Parece mentira. Después de tantos siglos de matanzas,
todavía hay pueblos en Europa con ganas de hacerse la guerra. Yo pensaba que el
viejo continente, precisamente por viejo, ya había visto demasiado, pero está
claro que no es así. Ucrania se desangra desde hace meses en una espantosa
guerra civil y los europeos asistimos al espectáculo por obligación – nos guste
o no, pertenecemos a la misma entidad geográfica - y con evidente desagrado.

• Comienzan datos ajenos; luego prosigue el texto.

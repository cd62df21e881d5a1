//! Ticker resolution.
//!
//! First match wins: a ticker the source assigned (announcement feeds are
//! per issuer), a tag on the record itself, then the thread hint, then a
//! scan of the body for uppercase 2-6 letter tokens that are not common
//! words.

use crate::models::{Candidate, Record};
use crate::scraper::cleaner::percent_decode;
use crate::scraper::parsers::ParseContext;
use once_cell::sync::Lazy;
use regex::Regex;
use std::collections::HashSet;
use tracing::debug;

static SYMBOL_RE: Lazy<Regex> =
    Lazy::new(|| Regex::new(r"^[A-Z]{2,6}$").expect("symbol regex"));
static TOKEN_RE: Lazy<Regex> =
    Lazy::new(|| Regex::new(r"\b[A-Z]{2,6}\b").expect("token regex"));

/// Uppercase words that look like symbols but are prose in EN/NO/SV posts.
pub const STOPWORDS: &[&str] = &[
    // English
    "THE", "AND", "FOR", "ARE", "YOU", "ALL", "HER", "HIS", "ITS", "OUR", "NOT", "BUT", "CAN",
    "HAS", "WAS", "ONE", "NEW", "NOW", "GET", "OUT", "WHO", "HOW", "WHY", "BUY", "SELL", "HOLD",
    "IMO", "LOL", "OK", "CEO", "CFO", "IPO", "ETF", "USA", "EU", "UK", "AI", "PS", "TLDR",
    // Norwegian
    "OG", "DET", "ER", "SOM", "EN", "ET", "MED", "TIL", "AV", "IKKE", "JEG", "DU", "VI", "DE",
    "HAR", "KAN", "SKAL", "MEN", "KL", "ASA", "AS",
    // Swedish
    "VAR", "OCH", "ATT", "INTE", "DEN", "JAG", "AB", "MVH",
    // Currencies
    "NOK", "SEK", "DKK", "EUR", "USD",
];

/// Normalise a tag taken from a link or label to a symbol.
///
/// Accepts `/forum/ticker/AKER`, `AKER%20`, `$AKER`, `AKER`.
pub fn decode_tag(raw: &str) -> Option<String> {
    let decoded = percent_decode(raw);
    let last = decoded
        .trim()
        .trim_end_matches('/')
        .rsplit('/')
        .next()
        .unwrap_or_default();
    let symbol = last.trim().trim_start_matches('$');
    SYMBOL_RE.is_match(symbol).then(|| symbol.to_string())
}

pub struct TickerResolver {
    stopwords: HashSet<String>,
    universe: Option<HashSet<String>>,
}

impl Default for TickerResolver {
    fn default() -> Self {
        Self::new()
    }
}

impl TickerResolver {
    pub fn new() -> Self {
        Self {
            stopwords: STOPWORDS.iter().map(|s| s.to_string()).collect(),
            universe: None,
        }
    }

    /// Restrict body-scan candidates to known symbols. An empty universe
    /// leaves the scan unrestricted.
    pub fn with_universe<I, S>(mut self, symbols: I) -> Self
    where
        I: IntoIterator<Item = S>,
        S: Into<String>,
    {
        let set: HashSet<String> = symbols.into_iter().map(Into::into).collect();
        self.universe = if set.is_empty() { None } else { Some(set) };
        self
    }

    /// Uppercase tokens in `text`, stopwords removed, first-seen order.
    pub fn scan(&self, text: &str) -> Vec<String> {
        let mut seen = HashSet::new();
        TOKEN_RE
            .find_iter(text)
            .map(|m| m.as_str())
            .filter(|t| !self.stopwords.contains(*t))
            .filter(|t| self.universe.as_ref().is_none_or(|u| u.contains(*t)))
            .filter(|t| seen.insert(t.to_string()))
            .map(str::to_string)
            .collect()
    }

    pub fn resolve(&self, candidate: &Candidate, ctx: &ParseContext) -> Option<String> {
        if let Some(assigned) = candidate.record.ticker() {
            return Some(assigned.to_string());
        }
        if let Some(tag) = candidate.ticker_tag.as_deref().and_then(decode_tag) {
            return Some(tag);
        }
        let hint = candidate
            .thread_hint
            .as_deref()
            .or(ctx.thread_hint.as_deref())
            .and_then(decode_tag);
        if hint.is_some() {
            return hint;
        }
        self.scan(candidate.record.body()).into_iter().next()
    }

    /// Attach tickers and drop unresolved records when the source needs one.
    pub fn apply(
        &self,
        candidates: Vec<Candidate>,
        ctx: &ParseContext,
        ticker_required: bool,
    ) -> Vec<Record> {
        let mut dropped = 0usize;
        let out: Vec<Record> = candidates
            .into_iter()
            .filter_map(|c| {
                let ticker = self.resolve(&c, ctx);
                if ticker.is_none() && ticker_required {
                    dropped += 1;
                    return None;
                }
                let mut record = c.record;
                record.set_ticker(ticker);
                Some(record)
            })
            .collect();
        if dropped > 0 {
            debug!("Dropped {} records without a ticker", dropped);
        }
        out
    }
}
use chrono::{DateTime, Duration, Utc};
use serde::{Deserialize, Serialize};
use serde_json::{Map, Value};
use sha2::{Digest, Sha256};

// ── Forum (reference data) ────────────────────────────────────────────────────

#[derive(Debug, Clone, Serialize, Deserialize, PartialEq)]
pub struct Forum {
    pub id: i32,
    pub name: String,
    pub base_url: String,
}

// ── Post ──────────────────────────────────────────────────────────────────────

/// Characters of the title (or body, when untitled) folded into a derived key.
const KEY_FRAGMENT_CHARS: usize = 64;

#[derive(Debug, Clone, Serialize, Deserialize, PartialEq)]
pub struct Post {
    pub forum_id: i32,
    pub external_id: Option<String>,
    pub ticker: Option<String>,
    pub timestamp: DateTime<Utc>,
    pub author: String,
    pub title: Option<String>,
    pub raw_text: String,
    pub clean_text: String,
    pub url: Option<String>,
    pub thread_url: Option<String>,
    pub metadata: Map<String, Value>,
    /// The timestamp was estimated from the fetch time and may move between
    /// fetches, so it stays out of the derived key.
    #[serde(default)]
    pub approximate_time: bool,
}

impl Post {
    /// A fresh post; `clean_text` starts as a copy of `raw_text`.
    pub fn new(
        forum_id: i32,
        author: impl Into<String>,
        timestamp: DateTime<Utc>,
        raw_text: impl Into<String>,
    ) -> Self {
        let raw_text = raw_text.into();
        Self {
            forum_id,
            external_id: None,
            ticker: None,
            timestamp,
            author: author.into(),
            title: None,
            clean_text: raw_text.clone(),
            raw_text,
            url: None,
            thread_url: None,
            metadata: Map::new(),
            approximate_time: false,
        }
    }

    /// Natural key within the forum: the external id when the site exposes
    /// one, otherwise a content hash over author, timestamp and title fragment.
    /// Approximate times are left out and the whole text fragment is hashed.
    pub fn post_key(&self) -> String {
        match self.external_id.as_deref().map(str::trim) {
            Some(id) if !id.is_empty() => id.to_string(),
            _ if self.approximate_time => {
                derived_post_key(self.forum_id, &self.author, None, &self.raw_text)
            }
            _ => derived_post_key(
                self.forum_id,
                &self.author,
                Some(self.timestamp),
                self.title.as_deref().unwrap_or(&self.raw_text),
            ),
        }
    }

    pub fn with_meta(mut self, key: &str, value: impl Into<Value>) -> Self {
        self.metadata.insert(key.to_string(), value.into());
        self
    }
}

pub fn derived_post_key(
    forum_id: i32,
    author: &str,
    timestamp: Option<DateTime<Utc>>,
    title: &str,
) -> String {
    let fragment: String = title.trim().chars().take(KEY_FRAGMENT_CHARS).collect();
    let mut hasher = Sha256::new();
    hasher.update(forum_id.to_be_bytes());
    hasher.update(b"|");
    hasher.update(author.trim().as_bytes());
    hasher.update(b"|");
    match timestamp {
        Some(ts) => hasher.update(ts.to_rfc3339().as_bytes()),
        None => hasher.update(b"~"),
    }
    hasher.update(b"|");
    hasher.update(fragment.as_bytes());
    let digest = hasher.finalize();
    let hex: String = digest.iter().take(16).map(|b| format!("{:02x}", b)).collect();
    format!("h:{}", hex)
}

// ── Announcement ──────────────────────────────────────────────────────────────

pub const DEFAULT_CATEGORY: &str = "news";
pub const DEFAULT_IMPORTANCE: f64 = 0.5;

#[derive(Debug, Clone, Serialize, Deserialize, PartialEq)]
pub struct Announcement {
    pub ticker: String,
    pub source: String,
    pub headline: String,
    pub published_at: DateTime<Utc>,
    pub summary: Option<String>,
    pub body: Option<String>,
    pub link: Option<String>,
    pub category: String,
    pub importance: f64,
}

impl Announcement {
    pub fn new(
        ticker: impl Into<String>,
        source: impl Into<String>,
        headline: impl Into<String>,
        published_at: DateTime<Utc>,
    ) -> Self {
        Self {
            ticker: ticker.into(),
            source: source.into(),
            headline: headline.into(),
            published_at,
            summary: None,
            body: None,
            link: None,
            category: DEFAULT_CATEGORY.to_string(),
            importance: DEFAULT_IMPORTANCE,
        }
    }
}

// ── Candidate records ─────────────────────────────────────────────────────────

/// Identity of a record for deduplication.
#[derive(Debug, Clone, PartialEq, Eq, Hash, PartialOrd, Ord)]
pub enum NaturalKey {
    Post {
        forum_id: i32,
        post_key: String,
    },
    Announcement {
        ticker: String,
        source: String,
        headline: String,
        published_at: DateTime<Utc>,
    },
}

#[derive(Debug, Clone, PartialEq)]
pub enum Record {
    Post(Post),
    Announcement(Announcement),
}

impl Record {
    pub fn natural_key(&self) -> NaturalKey {
        match self {
            Record::Post(p) => NaturalKey::Post {
                forum_id: p.forum_id,
                post_key: p.post_key(),
            },
            Record::Announcement(a) => NaturalKey::Announcement {
                ticker: a.ticker.clone(),
                source: a.source.clone(),
                headline: a.headline.clone(),
                published_at: a.published_at,
            },
        }
    }

    pub fn timestamp(&self) -> DateTime<Utc> {
        match self {
            Record::Post(p) => p.timestamp,
            Record::Announcement(a) => a.published_at,
        }
    }

    pub fn ticker(&self) -> Option<&str> {
        match self {
            Record::Post(p) => p.ticker.as_deref(),
            Record::Announcement(a) => Some(a.ticker.as_str()).filter(|t| !t.is_empty()),
        }
    }

    pub fn set_ticker(&mut self, ticker: Option<String>) {
        match self {
            Record::Post(p) => p.ticker = ticker,
            Record::Announcement(a) => {
                if let Some(t) = ticker {
                    a.ticker = t;
                }
            }
        }
    }

    /// Text scanned for ticker mentions.
    pub fn body(&self) -> &str {
        match self {
            Record::Post(p) => &p.raw_text,
            Record::Announcement(a) => &a.headline,
        }
    }
}

/// A parsed record plus the ticker evidence found around it.
#[derive(Debug, Clone, PartialEq)]
pub struct Candidate {
    pub record: Record,
    /// Tag or link attached to the record itself.
    pub ticker_tag: Option<String>,
    /// Ticker of the enclosing thread, derived from the page.
    pub thread_hint: Option<String>,
}

impl Candidate {
    pub fn post(post: Post) -> Self {
        Self {
            record: Record::Post(post),
            ticker_tag: None,
            thread_hint: None,
        }
    }

    pub fn announcement(announcement: Announcement) -> Self {
        Self {
            record: Record::Announcement(announcement),
            ticker_tag: None,
            thread_hint: None,
        }
    }

    pub fn with_tag(mut self, tag: Option<String>) -> Self {
        self.ticker_tag = tag;
        self
    }

    pub fn with_thread_hint(mut self, hint: Option<String>) -> Self {
        self.thread_hint = hint;
        self
    }
}

// ── Fetch state ───────────────────────────────────────────────────────────────

#[derive(Debug, Clone, PartialEq, Serialize, Deserialize)]
pub struct SourceFetchState {
    pub source: String,
    pub last_fetch_ts: Option<DateTime<Utc>>,
    pub last_backfill_ts: Option<DateTime<Utc>>,
    pub total_fetch_count: i64,
}

impl SourceFetchState {
    pub fn empty(source: &str) -> Self {
        Self {
            source: source.to_string(),
            last_fetch_ts: None,
            last_backfill_ts: None,
            total_fetch_count: 0,
        }
    }
}

#[derive(Debug, Clone, Copy, PartialEq, Eq)]
pub struct FetchWindow {
    pub days_back: i64,
    pub is_incremental: bool,
    pub reference_ts: Option<DateTime<Utc>>,
}

impl FetchWindow {
    /// Oldest timestamp still inside the window.
    pub fn since(&self, now: DateTime<Utc>) -> DateTime<Utc> {
        now - Duration::days(self.days_back)
    }
}

/// Outcome of one per-source cycle.
#[derive(Debug, Default, Clone, Copy, PartialEq, Eq)]
pub struct CycleStats {
    pub records_found: usize,
    pub records_stored: usize,
}

#[cfg(test)]
mod tests {
    use super::*;
    use chrono::TimeZone;

    #[test]
    fn external_id_wins_over_hash() {
        let ts = Utc.with_ymd_and_hms(2024, 7, 19, 16, 18, 0).unwrap();
        let mut post = Post::new(1, "ola", ts, "Body text here");
        post.external_id = Some("12345".into());
        assert_eq!(post.post_key(), "12345");
    }

    #[test]
    fn derived_key_is_deterministic() {
        let ts = Utc.with_ymd_and_hms(2024, 7, 19, 16, 18, 0).unwrap();
        let a = Post::new(3, "kari", ts, "Same body");
        let b = Post::new(3, "kari", ts, "Same body");
        assert_eq!(a.post_key(), b.post_key());
        assert!(a.post_key().starts_with("h:"));

        let other_forum = Post::new(4, "kari", ts, "Same body");
        assert_ne!(a.post_key(), other_forum.post_key());
    }

    #[test]
    fn approximate_time_stays_out_of_the_key() {
        let ts = Utc.with_ymd_and_hms(2025, 9, 1, 8, 0, 0).unwrap();
        let mut a = Post::new(3, "kari", ts, "Solid kvartal\n\nOmsetningen dobler seg");
        a.title = Some("Solid kvartal".into());
        a.approximate_time = true;
        let mut b = a.clone();
        b.timestamp = ts + Duration::hours(1);
        assert_eq!(a.post_key(), b.post_key());

        // Same title, different body: distinct posts.
        let mut c = a.clone();
        c.raw_text = "Solid kvartal\n\nMen marginene faller".into();
        assert_ne!(a.post_key(), c.post_key());

        let mut exact = a.clone();
        exact.approximate_time = false;
        assert_ne!(a.post_key(), exact.post_key());
    }

    #[test]
    fn blank_external_id_falls_back_to_hash() {
        let ts = Utc.with_ymd_and_hms(2024, 1, 1, 0, 0, 0).unwrap();
        let mut post = Post::new(1, "a", ts, "x");
        post.external_id = Some("  ".into());
        assert!(post.post_key().starts_with("h:"));
    }

    #[test]
    fn clean_text_starts_as_raw_copy() {
        let post = Post::new(1, "a", Utc::now(), "raw words");
        assert_eq!(post.clean_text, post.raw_text);
    }
}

Políticamente la situación es gravísima, como lo atestiguan los esfuerzos
diplomáticos emprendidos por Angela Merkel y François Hollande. En lo
humanitario, el desastre es colosal: miles de muertos, heridos y desplazados,
ciudades enteras destruidas, infraestructuras, industrias laboriosamente
levantadas durante generaciones, echadas a perder. Y todo, ¿para qué? Las
guerras no solucionan problema alguno, y por el camino crean muchos otros que
no existían. Los que las empiezan persiguen un objetivo, y acaban obteniendo
siempre el contrario. Por desgracia, estos aprendices de estadistas, estos
fracasados que arrastran a sus pueblos al sufrimiento terrible de la guerra, o
no han leído jamás un libro de historia, o no han sacado de ella ninguna
enseñanza. El problema es que esta gente oye los cañonazos en la lejanía, o no
los oye en absoluto, porque viven a cientos o miles de kilómetros del frente. Y
así es más fácil dejar que otros se maten. En lugar de reunirse en una hortera suite
de Minsk, Merkel y Hollande deberían haber cogido de la oreja a los contendientes,
Vladimir Putin a la cabeza, y haberlos arrastrado hasta la primera línea de
fuego. Sí, allí donde la metralla mutila a civiles inocentes, allí donde los
niños lloran sin consuelo porque sus madres han muerto destrozadas mientras
esperaban el autobús. Una semana bastaría. Firmaban la paz por la vía rápida.